- Occupations: Animator; director; television director;

= Dick Sebast =

American film director

Richard Sebast is an American director, story director, animator, and television producer known for working at companies such as Disney, Hanna-Barbera, Warner Bros., Marvel, MGM, and Universal Animation Studios.

==Career==
Dick Sebast began his career in 1972 at Walt Disney Productions as an animator on Winnie the Pooh and Tigger Too, The Many Adventures of Winnie the Pooh, and as writer/animator on The Rescuers.

He then joined Hanna-Barbera and worked as a story director on Challenge of the Superfriends, The Ri¢hie Ri¢h/Scooby-Doo Show, and The Fonz and the Happy Days Gang.

He then joined Ruby-Spears Productions and did development and story direction on various projects including, Thundarr the Barbarian, The Plastic Man Comedy/Adventure Show, Goldie Gold and Action Jack, Dragon's Lair, Mister T, Chuck Norris: Karate Kommandos, and Sectaurs.

His next project was as a storyboard artist, character designer and sequence director on the feature animated film, Rover Dangerfield. He directed nine episodes of the first season of Batman: The Animated Series for which he won an Emmy as the director of the episode, "Robin's Reckoning, Part 1".

Following this, he produced and directed the first season of Sonic the Hedgehog for DIC Entertainment. He worked as a storyboard artist on the 1994 TV series, Spider-Man, which he followed up as the producer/director of The Incredible Hulk TV series for New World Animation.

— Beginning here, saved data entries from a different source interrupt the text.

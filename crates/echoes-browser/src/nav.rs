//! Session history for surfaces that do not expose their own.
//!
//! Some webview engines can go back but cannot say whether there is
//! anything to go back to. Two sources are combined here:
//!
//! - the page bridge reports how many entries of the current origin lie
//!   behind the current one ([`SessionHistory::set_page_index`]). This
//!   covers `pushState` routes of single-page apps and same-origin loads.
//! - the embedder feeds every top-level load into
//!   [`SessionHistory::record`]; loads that change origin stack up here.

use url::Url;

/// A single cross-origin entry in the session history.
#[derive(Debug, Clone, PartialEq, Eq)]
pub struct HistoryEntry {
    pub url: String,
}

impl HistoryEntry {
    fn origin(&self) -> String {
        origin_of(&self.url)
    }
}

/// Which kind of entry a back step lands on.
#[derive(Debug, Clone, PartialEq, Eq)]
pub enum BackStep {
    /// An earlier entry of the current origin, tracked by the page.
    InPage,
    /// The last entry of the previous origin.
    Document(String),
}

#[derive(Debug, Default)]
pub struct SessionHistory {
    back_stack: Vec<HistoryEntry>,
    current: Option<HistoryEntry>,
    /// Entries behind the current one on the current origin.
    page_index: u32,
    /// Origin the surface is expected to report for an in-flight back step.
    traversal: Option<String>,
}

fn origin_of(url: &str) -> String {
    match Url::parse(url) {
        Ok(parsed) => parsed.origin().ascii_serialization(),
        Err(_) => url.to_string(),
    }
}

impl SessionHistory {
    pub fn new() -> Self {
        Self::default()
    }

    /// A top-level load was reported by the surface.
    ///
    /// Loads on the current origin only move the current URL. The arrival
    /// of a pending back step does not create an entry either.
    pub fn record(&mut self, url: &str) {
        let origin = origin_of(url);
        if self.traversal.take().is_some_and(|expected| expected == origin) {
            self.current = Some(HistoryEntry {
                url: url.to_string(),
            });
            return;
        }
        if let Some(current) = self.current.as_mut() {
            if current.origin() == origin {
                current.url = url.to_string();
                return;
            }
        }
        if let Some(entry) = self.current.take() {
            self.back_stack.push(entry);
        }
        self.current = Some(HistoryEntry {
            url: url.to_string(),
        });
        self.page_index = 0;
    }

    /// The page bridge reported its position in the current origin's history.
    pub fn set_page_index(&mut self, index: u32) {
        self.page_index = index;
    }

    /// Account for one back step and say where it lands.
    pub fn begin_back(&mut self) -> Option<BackStep> {
        if self.page_index > 0 {
            self.page_index -= 1;
            self.traversal = None;
            return Some(BackStep::InPage);
        }
        let prev = self.back_stack.pop()?;
        let url = prev.url.clone();
        self.traversal = Some(prev.origin());
        self.current = Some(prev);
        Some(BackStep::Document(url))
    }

    pub fn can_go_back(&self) -> bool {
        self.page_index > 0 || !self.back_stack.is_empty()
    }

    pub fn current_url(&self) -> Option<&str> {
        self.current.as_ref().map(|e| e.url.as_str())
    }

    /// Number of entries behind the current one.
    pub fn depth(&self) -> usize {
        self.page_index as usize + self.back_stack.len()
    }
}

#[cfg(test)]
mod tests {
    use super::*;

    #[test]
    fn origin_change_pushes_to_back_stack() {
        let mut h = SessionHistory::new();
        h.record("https://a.com");
        assert!(!h.can_go_back());
        h.record("https://b.com");
        assert!(h.can_go_back());
        assert_eq!(h.current_url(), Some("https://b.com"));
    }

    #[test]
    fn reload_does_not_add_entry() {
        let mut h = SessionHistory::new();
        h.record("https://a.com");
        h.record("https://a.com");
        assert_eq!(h.depth(), 0);
    }

    #[test]
    fn same_origin_loads_are_left_to_the_page() {
        let mut h = SessionHistory::new();
        h.record("https://a.com/");
        h.record("https://a.com/gallery");
        assert_eq!(h.depth(), 0);
        assert_eq!(h.current_url(), Some("https://a.com/gallery"));

        h.set_page_index(1);
        assert!(h.can_go_back());
    }

    #[test]
    fn spa_route_change_goes_back_in_page() {
        let mut h = SessionHistory::new();
        h.record("https://echoes.zeabur.app/");
        h.set_page_index(0);
        // pushState to /post/1, no load reported.
        h.set_page_index(1);

        assert_eq!(h.begin_back(), Some(BackStep::InPage));
        assert!(!h.can_go_back());
        assert_eq!(h.begin_back(), None);
    }

    #[test]
    fn page_entries_are_walked_before_previous_origin() {
        let mut h = SessionHistory::new();
        h.record("https://a.com/");
        h.record("https://b.com/");
        h.set_page_index(2);

        assert_eq!(h.depth(), 3);
        assert_eq!(h.begin_back(), Some(BackStep::InPage));
        assert_eq!(h.begin_back(), Some(BackStep::InPage));
        assert_eq!(
            h.begin_back(),
            Some(BackStep::Document("https://a.com/".into()))
        );
        assert!(!h.can_go_back());
    }

    #[test]
    fn load_on_new_origin_resets_page_index() {
        let mut h = SessionHistory::new();
        h.record("https://a.com/");
        h.set_page_index(3);
        h.record("https://b.com/");
        assert_eq!(h.depth(), 1);
    }

    #[test]
    fn back_step_is_not_recorded_as_new_entry() {
        let mut h = SessionHistory::new();
        h.record("https://a.com");
        h.record("https://b.com");

        assert_eq!(
            h.begin_back(),
            Some(BackStep::Document("https://a.com".into()))
        );
        h.record("https://a.com/");

        assert!(!h.can_go_back());
        assert_eq!(h.current_url(), Some("https://a.com/"));
    }

    #[test]
    fn redirected_back_step_becomes_new_entry() {
        let mut h = SessionHistory::new();
        h.record("https://a.com");
        h.record("https://b.com");
        h.begin_back();
        h.record("https://login.c.com");

        assert_eq!(h.current_url(), Some("https://login.c.com"));
        assert_eq!(h.depth(), 1);
    }

    #[test]
    fn begin_back_on_empty_history() {
        let mut h = SessionHistory::new();
        h.record("https://a.com");
        assert!(h.begin_back().is_none());
        assert_eq!(h.current_url(), Some("https://a.com"));
    }

    mod prop {
        use super::*;
        use proptest::prelude::*;

        fn arb_urls(min: usize, max: usize) -> impl Strategy<Value = Vec<String>> {
            proptest::collection::vec("[a-z]{3,10}".prop_map(|s| format!("https://{s}.com")), min..max)
        }

        proptest! {
            #[test]
            fn current_url_equals_last_recorded(urls in arb_urls(1, 20)) {
                let mut h = SessionHistory::new();
                for url in &urls {
                    h.record(url);
                }
                prop_assert_eq!(h.current_url(), Some(urls.last().unwrap().as_str()));
            }

            #[test]
            fn back_until_empty_terminates(urls in arb_urls(1, 20), page_index in 0u32..5) {
                let mut h = SessionHistory::new();
                for url in &urls {
                    h.record(url);
                }
                h.set_page_index(page_index);
                let depth = h.depth();
                let mut steps = 0;
                while let Some(step) = h.begin_back() {
                    if let BackStep::Document(url) = step {
                        h.record(&url);
                    }
                    steps += 1;
                }
                prop_assert_eq!(steps, depth);
                prop_assert!(!h.can_go_back());
            }
        }
    }
}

He directed The Secret of NIMH 2: Timmy to the Rescue, which was released in 1998.

Later he was a storyboard artist on The Legend of Tarzan series for Walt Disney TV Animation and was a director on the TV series Max Steel for Sony Television (Adelaide Productions) and The Mummy for Universal Cartoon Studio.

From 2004 to 2005, he was a director on the Ultimate Avengers II and Doctor Strange direct-to-video features for Marvel Entertainment/Lionsgate. In 2006, he joined Universal Animation Studios as the director of a number of episodes of The Land Before Time: The Series.